Einzelpachtvertrag

Auch: Unterpachtvertrag Kleingarten

Der Einzelpachtvertrag regelt das Pachtverhältnis zwischen einem Kleingärtnerverein und einem einzelnen Vereinsmitglied über eine konkrete Parzelle innerhalb einer Kleingartenanlage.

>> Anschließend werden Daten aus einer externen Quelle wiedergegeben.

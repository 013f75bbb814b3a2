//! Frame targets and host readback.

use wgpu::{Device, Texture, TextureFormat, TextureUsages, TextureView};

use super::context::GpuError;

/// Format of the accumulation and bloom targets. Float so faint trails
/// survive many fade passes without banding to zero.
pub const ACCUMULATION_FORMAT: TextureFormat = TextureFormat::Rgba16Float;
/// Format of the composited output, matching the encoder's rgba input.
pub const OUTPUT_FORMAT: TextureFormat = TextureFormat::Rgba8Unorm;

/// A render target that owns both texture and view.
/// The texture must outlive its view, so we keep them together.
pub struct RenderTarget {
    texture: Texture,
    view: TextureView,
    width: u32,
    height: u32,
}

impl RenderTarget {
    /// Create a new render target with the specified usage flags.
    pub fn new(
        device: &Device,
        label: &str,
        width: u32,
        height: u32,
        format: TextureFormat,
        usage: TextureUsages,
    ) -> Self {
        let texture = device.create_texture(&wgpu::TextureDescriptor {
            label: Some(label),
            size: wgpu::Extent3d {
                width,
                height,
                depth_or_array_layers: 1,
            },
            mip_level_count: 1,
            sample_count: 1,
            dimension: wgpu::TextureDimension::D2,
            format,
            usage,
            view_formats: &[],
        });
        let view = texture.create_view(&wgpu::TextureViewDescriptor::default());
        Self {
            texture,
            view,
            width,
            height,
        }
    }

    /// Intermediate target that is drawn into and sampled by later passes,
    /// and copied between scene targets.
    pub fn for_scene(device: &Device, label: &str, width: u32, height: u32) -> Self {
        Self::new(
            device,
            label,
            width,
            height,
            ACCUMULATION_FORMAT,
            TextureUsages::RENDER_ATTACHMENT
                | TextureUsages::TEXTURE_BINDING
                | TextureUsages::COPY_SRC
                | TextureUsages::COPY_DST,
        )
    }

    /// Final composite: copyable to host memory and to other textures.
    pub fn for_output(device: &Device, label: &str, width: u32, height: u32) -> Self {
        Self::new(
            device,
            label,
            width,
            height,
            OUTPUT_FORMAT,
            TextureUsages::RENDER_ATTACHMENT
                | TextureUsages::COPY_SRC
                | TextureUsages::TEXTURE_BINDING,
        )
    }

    /// Static texture filled from host memory (overlays, placeholders).
    pub fn for_upload(device: &Device, label: &str, width: u32, height: u32) -> Self {
        Self::new(
            device,
            label,
            width,
            height,
            OUTPUT_FORMAT,
            TextureUsages::TEXTURE_BINDING | TextureUsages::COPY_DST,
        )
    }

    /// Replace the whole texture with tightly packed RGBA8 pixels.
    pub fn upload_rgba(&self, queue: &wgpu::Queue, pixels: &[u8]) {
        queue.write_texture(
            wgpu::TexelCopyTextureInfo {
                texture: &self.texture,
                mip_level: 0,
                origin: wgpu::Origin3d::ZERO,
                aspect: wgpu::TextureAspect::All,
            },
            pixels,
            wgpu::TexelCopyBufferLayout {
                offset: 0,
                bytes_per_row: Some(self.width * 4),
                rows_per_image: Some(self.height),
            },
            self.extent(),
        );
    }

    /// Get the texture view for rendering or sampling.
    pub fn view(&self) -> &TextureView {
        &self.view
    }

    /// Get the underlying texture (for copy operations).
    pub fn texture(&self) -> &Texture {
        &self.texture
    }

    pub fn size(&self) -> (u32, u32) {
        (self.width, self.height)
    }

    pub fn extent(&self) -> wgpu::Extent3d {
        wgpu::Extent3d {
            width: self.width,
            height: self.height,
            depth_or_array_layers: 1,
        }
    }
}

/// Vertical order of rows in a captured frame.
#[derive(Debug, Clone, Copy, PartialEq, Eq, Default, serde::Serialize, serde::Deserialize)]
pub enum RowOrder {
    /// First row is the top of the image.
    #[default]
    TopDown,
    /// First row is the bottom of the image.
    BottomUp,
}

/// A composited frame copied to host memory: tightly packed RGBA8.
#[derive(Debug, Clone)]
pub struct CapturedFrame {
    pub width: u32,
    pub height: u32,
    pub row_order: RowOrder,
    pub pixels: Vec<u8>,
    pub sequence: u64,
}

impl CapturedFrame {
    /// Byte length of a frame with the given dimensions.
    pub fn byte_len(width: u32, height: u32) -> usize {
        width as usize * height as usize * 4
    }

    /// Reorder rows in place if `order` differs from the current order.
    pub fn into_row_order(mut self, order: RowOrder) -> Self {
        if self.row_order != order {
            let row = self.width as usize * 4;
            let height = self.height as usize;
            for i in 0..height / 2 {
                let (top, bottom) = self.pixels.split_at_mut((height - 1 - i) * row);
                top[i * row..(i + 1) * row].swap_with_slice(&mut bottom[..row]);
            }
            self.row_order = order;
        }
        self
    }

    /// Top-down image view of the frame.
    pub fn to_image(&self) -> Option<image::RgbaImage> {
        let top_down = self.clone().into_row_order(RowOrder::TopDown);
        image::RgbaImage::from_raw(self.width, self.height, top_down.pixels)
    }

    /// RGBA of one pixel, addressed from the top-left corner.
    pub fn pixel(&self, x: u32, y: u32) -> [u8; 4] {
        let row = match self.row_order {
            RowOrder::TopDown => y,
            RowOrder::BottomUp => self.height - 1 - y,
        };
        let i = (row as usize * self.width as usize + x as usize) * 4;
        [
            self.pixels[i],
            self.pixels[i + 1],
            self.pixels[i + 2],
            self.pixels[i + 3],
        ]
    }
}

/// Readback buffer for copying GPU texture data to CPU.
pub struct ReadbackBuffer {
    buffer: wgpu::Buffer,
    width: u32,
    height: u32,
    padded_row_bytes: u32,
    unpadded_row_bytes: u32,
}

impl ReadbackBuffer {
    /// Create a new readback buffer sized for the given dimensions.
    pub fn new(device: &Device, width: u32, height: u32) -> Self {
        let bytes_per_pixel = 4u32;
        let unpadded_row_bytes = width * bytes_per_pixel;
        let align = wgpu::COPY_BYTES_PER_ROW_ALIGNMENT;
        let padded_row_bytes = unpadded_row_bytes.div_ceil(align) * align;

        let buffer = device.create_buffer(&wgpu::BufferDescriptor {
            label: Some("readback_buffer"),
            size: (padded_row_bytes * height) as u64,
            usage: wgpu::BufferUsages::COPY_DST | wgpu::BufferUsages::MAP_READ,
            mapped_at_creation: false,
        });

        Self {
            buffer,
            width,
            height,
            padded_row_bytes,
            unpadded_row_bytes,
        }
    }

    /// Get the padded bytes per row (for texture copy).
    pub fn padded_row_bytes(&self) -> u32 {
        self.padded_row_bytes
    }

    pub fn size(&self) -> (u32, u32) {
        (self.width, self.height)
    }

    /// Record a copy of `source` into this buffer.
    pub fn encode_copy(&self, encoder: &mut wgpu::CommandEncoder, source: &RenderTarget) {
        encoder.copy_texture_to_buffer(
            wgpu::TexelCopyTextureInfo {
                texture: source.texture(),
                mip_level: 0,
                origin: wgpu::Origin3d::ZERO,
                aspect: wgpu::TextureAspect::All,
            },
            wgpu::TexelCopyBufferInfo {
                buffer: &self.buffer,
                layout: wgpu::TexelCopyBufferLayout {
                    offset: 0,
                    bytes_per_row: Some(self.padded_row_bytes),
                    rows_per_image: Some(self.height),
                },
            },
            source.extent(),
        );
    }

    /// Map the buffer and copy pixels out, removing row padding and writing
    /// rows in the requested order. The buffer is unmapped before returning.
    pub fn read_pixels(&self, device: &Device, order: RowOrder) -> Result<Vec<u8>, GpuError> {
        let buffer_slice = self.buffer.slice(..);
        let (sender, receiver) = std::sync::mpsc::channel();
        buffer_slice.map_async(wgpu::MapMode::Read, move |result| {
            let _ = sender.send(result);
        });
        device.poll(wgpu::PollType::wait_indefinitely())?;
        receiver.recv().map_err(|_| GpuError::ReadbackLost)??;

        let mut pixels = Vec::with_capacity((self.width * self.height * 4) as usize);
        {
            let data = buffer_slice.get_mapped_range();
            // The GPU stores row 0 at the top of the image.
            for i in 0..self.height {
                let row = match order {
                    RowOrder::TopDown => i,
                    RowOrder::BottomUp => self.height - 1 - i,
                };
                let start = (row * self.padded_row_bytes) as usize;
                let end = start + self.unpadded_row_bytes as usize;
                pixels.extend_from_slice(&data[start..end]);
            }
        }
        self.buffer.unmap();
        Ok(pixels)
    }
}
//! The worker task that turns bus blocks into beam frames for the renderer.

use std::sync::atomic::{AtomicU64, Ordering};
use std::sync::Arc;

use crossbeam::channel::{Sender, TrySendError};

use crate::audio::bus::AudioBlock;
use crate::audio::points::{BeamFrame, BeamPoint, PointShaper};

use super::worker::{StreamConfig, WorkerTask};

/// Destination for finished beam frames.
pub trait PointSink: Send {
    /// Hand over a frame. Returns false if it was not accepted.
    fn submit(&mut self, frame: BeamFrame) -> bool;
}

impl PointSink for Sender<BeamFrame> {
    fn submit(&mut self, frame: BeamFrame) -> bool {
        match self.try_send(frame) {
            Ok(()) => true,
            Err(TrySendError::Full(_)) | Err(TrySendError::Disconnected(_)) => false,
        }
    }
}

/// Resamples every block to the point rate and emits one [`BeamFrame`] per
/// video frame interval.
pub struct BeamShaper<S: PointSink> {
    sink: S,
    frame_rate: f64,
    point_rate: f64,
    shaper: Option<PointShaper>,
    pending: Vec<BeamPoint>,
    samples_per_frame: usize,
    accumulated: usize,
    sequence: u64,
    dropped_frames: Arc<AtomicU64>,
}

impl<S: PointSink> BeamShaper<S> {
    pub fn new(sink: S, frame_rate: f64, point_rate: f64) -> Self {
        Self {
            sink,
            frame_rate: frame_rate.max(1.0),
            point_rate,
            shaper: None,
            pending: Vec::new(),
            samples_per_frame: 1,
            accumulated: 0,
            sequence: 0,
            dropped_frames: Arc::new(AtomicU64::new(0)),
        }
    }

    /// Share a counter of frames the sink refused.
    pub fn with_drop_counter(mut self, counter: Arc<AtomicU64>) -> Self {
        self.dropped_frames = counter;
        self
    }

    fn emit(&mut self) {
        let frame = BeamFrame {
            points: std::mem::take(&mut self.pending),
            point_rate: self.point_rate as f32,
            sequence: self.sequence,
        };
        self.sequence += 1;
        if !self.sink.submit(frame) {
            self.dropped_frames.fetch_add(1, Ordering::Relaxed);
        }
    }
}

impl<S: PointSink> WorkerTask for BeamShaper<S> {
    fn prepare(&mut self, config: &StreamConfig) {
        self.shaper = Some(PointShaper::new(
            config.channels,
            config.sample_rate,
            self.point_rate,
        ));
        self.samples_per_frame = ((config.sample_rate / self.frame_rate).round() as usize).max(1);
        self.accumulated = 0;
        self.pending.clear();
    }

    fn process(&mut self, block: &AudioBlock) {
        let Some(shaper) = self.shaper.as_mut() else {
            return;
        };
        shaper.shape_into(block.samples(), &mut self.pending);
        self.accumulated += block.frames();

        if self.accumulated >= self.samples_per_frame {
            self.accumulated %= self.samples_per_frame;
            self.emit();
        }
    }

    fn stop(&mut self) {
        if !self.pending.is_empty() {
            self.emit();
        }
    }
}

#[cfg(test)]
mod tests {
    use super::*;
    use crate::audio::bus::{BusShape, SampleBus};
    use crossbeam::channel::bounded;
    use std::time::Duration;

    #[test]
    fn test_emits_one_frame_per_interval() {
        let (tx, rx) = bounded(16);
        let mut shaper = BeamShaper::new(tx, 60.0, 192_000.0);
        shaper.prepare(&StreamConfig {
            sample_rate: 48_000.0,
            block_frames: 400,
            channels: 2,
        });

        // 800 frames per video frame at 48 kHz / 60 fps.
        let shape = BusShape::new(2, 400).with_queue_depth(16);
        let (bus, mut publisher) = SampleBus::new(shape);
        let mut consumer = bus.register_consumer();
        for _ in 0..4 {
            publisher.publish(&vec![0.1; shape.block_len()]);
            let block = consumer.read(Duration::ZERO).unwrap();
            shaper.process(block);
        }

        let frames: Vec<BeamFrame> = rx.try_iter().collect();
        assert_eq!(frames.len(), 2);
        assert_eq!(frames[0].sequence, 0);
        assert_eq!(frames[1].sequence, 1);
        assert!(!frames[1].points.is_empty());
        assert_eq!(frames[0].point_rate, 192_000.0);
    }

    #[test]
    fn test_full_sink_counts_dropped_frames() {
        let (tx, _rx) = bounded(1);
        let dropped = Arc::new(AtomicU64::new(0));
        let mut shaper = BeamShaper::new(tx, 60.0, 48_000.0).with_drop_counter(dropped.clone());
        shaper.prepare(&StreamConfig {
            sample_rate: 48_000.0,
            block_frames: 800,
            channels: 2,
        });

        let shape = BusShape::new(2, 800);
        let (bus, mut publisher) = SampleBus::new(shape);
        let mut consumer = bus.register_consumer();
        for _ in 0..3 {
            publisher.publish(&vec![0.0; shape.block_len()]);
            shaper.process(consumer.read(Duration::ZERO).unwrap());
        }

        assert_eq!(dropped.load(Ordering::Relaxed), 2);
    }
}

Der Verein tritt hier als Zwischenpächter auf, der die Gesamtfläche vom Grundstückseigentümer gepachtet und die einzelnen Parzellen weiterverpachtet hat.

Ausführliche Erklärung

Kleingartenanlagen sind rechtlich zweistufig organisiert:

  • Generalpachtvertrag (Zwischenpachtvertrag): Der Grundstückseigentümer (häufig die Kommune) verpachtet die gesamte Kleingartenanlage an einen Kleingärtnerverein oder -verband als Zwischenpächter.
  • Einzelpachtvertrag: Der Verein verpachtet die einzelnen Parzellen als Unterpächter an seine Mitglieder weiter; dieses Unterpachtverhältnis ist der Einzelpachtvertrag.

Für die Praxis wichtig:

  • Bindung an das Bundeskleingartengesetz (BKleingG): Der Einzelpachtvertrag unterliegt zwingend dem Schutzniveau des BKleingG, insbesondere den Regelungen zur zulässigen Nutzung (kleingärtnerische Nutzung, § 1 Abs. 1 BKleingG: Anbau von Obst und Gemüse zum Eigenbedarf sowie Erholungsnutzung), zur Höchstgröße der Laube (24 m² Grundfläche einschließlich überdachtem Freisitz, § 3 Abs. 2 BKleingG) und zur pachtzinslichen Begrenzung (ortsübliche Pacht für Obst- und Gemüseanbauflächen, § 5 BKleingG).
  • Kündigungsschutz: Kündigungen des Einzelpachtvertrags sind nur aus den im BKleingG abschließend geregelten Gründen möglich (z. B. Zahlungsverzug, vertragswidrige Nutzung, oder – bei Umlegung der Fläche für andere Zwecke – mit gesetzlicher Kündigungsfrist und Entschädigungspflicht für die Laube).
  • Übertragung nicht frei möglich: Ein Wechsel des Pächters (z. B. bei Verkauf der Laube) bedarf der Zustimmung des Vereins, da der Einzelpachtvertrag an die Mitgliedschaft im Verein gekoppelt ist.
  • Maklerrelevanz: Bei der „Vermittlung“ von Kleingärten wird faktisch nicht das Grundstück, sondern die Laube samt Eintritt in den Einzelpachtvertrag „verkauft“ (Ablösevereinbarung); der eigentliche Grundstückskaufvertrag findet nicht statt, da das Land im Eigentum des Verpächters (oft der Kommune) verbleibt.

Beispiel aus der Praxis

Ein Kleingärtnerverein pachtet von der Stadt eine Kleingartenanlage mit 50 Parzellen (Generalpachtvertrag) und schließt mit jedem seiner Mitglieder einen Einzelpachtvertrag über die jeweilige Parzelle ab. Möchte ein Mitglied seine Laube verkaufen, muss der Käufer zunächst Vereinsmitglied werden und einen neuen Einzelpachtvertrag mit dem Verein abschließen.

Rechtsgrundlage

  • Bundeskleingartengesetz (BKleingG) – regelt Nutzung, Pachtzinsbegrenzung, Kündigungsschutz und Bebauung von Kleingärten und damit den Rahmen des Einzelpachtvertrags.
  • §§ 581 ff. BGB – allgemeine zivilrechtliche Grundlage des Pachtvertrags, soweit das BKleingG keine Sonderregeln trifft.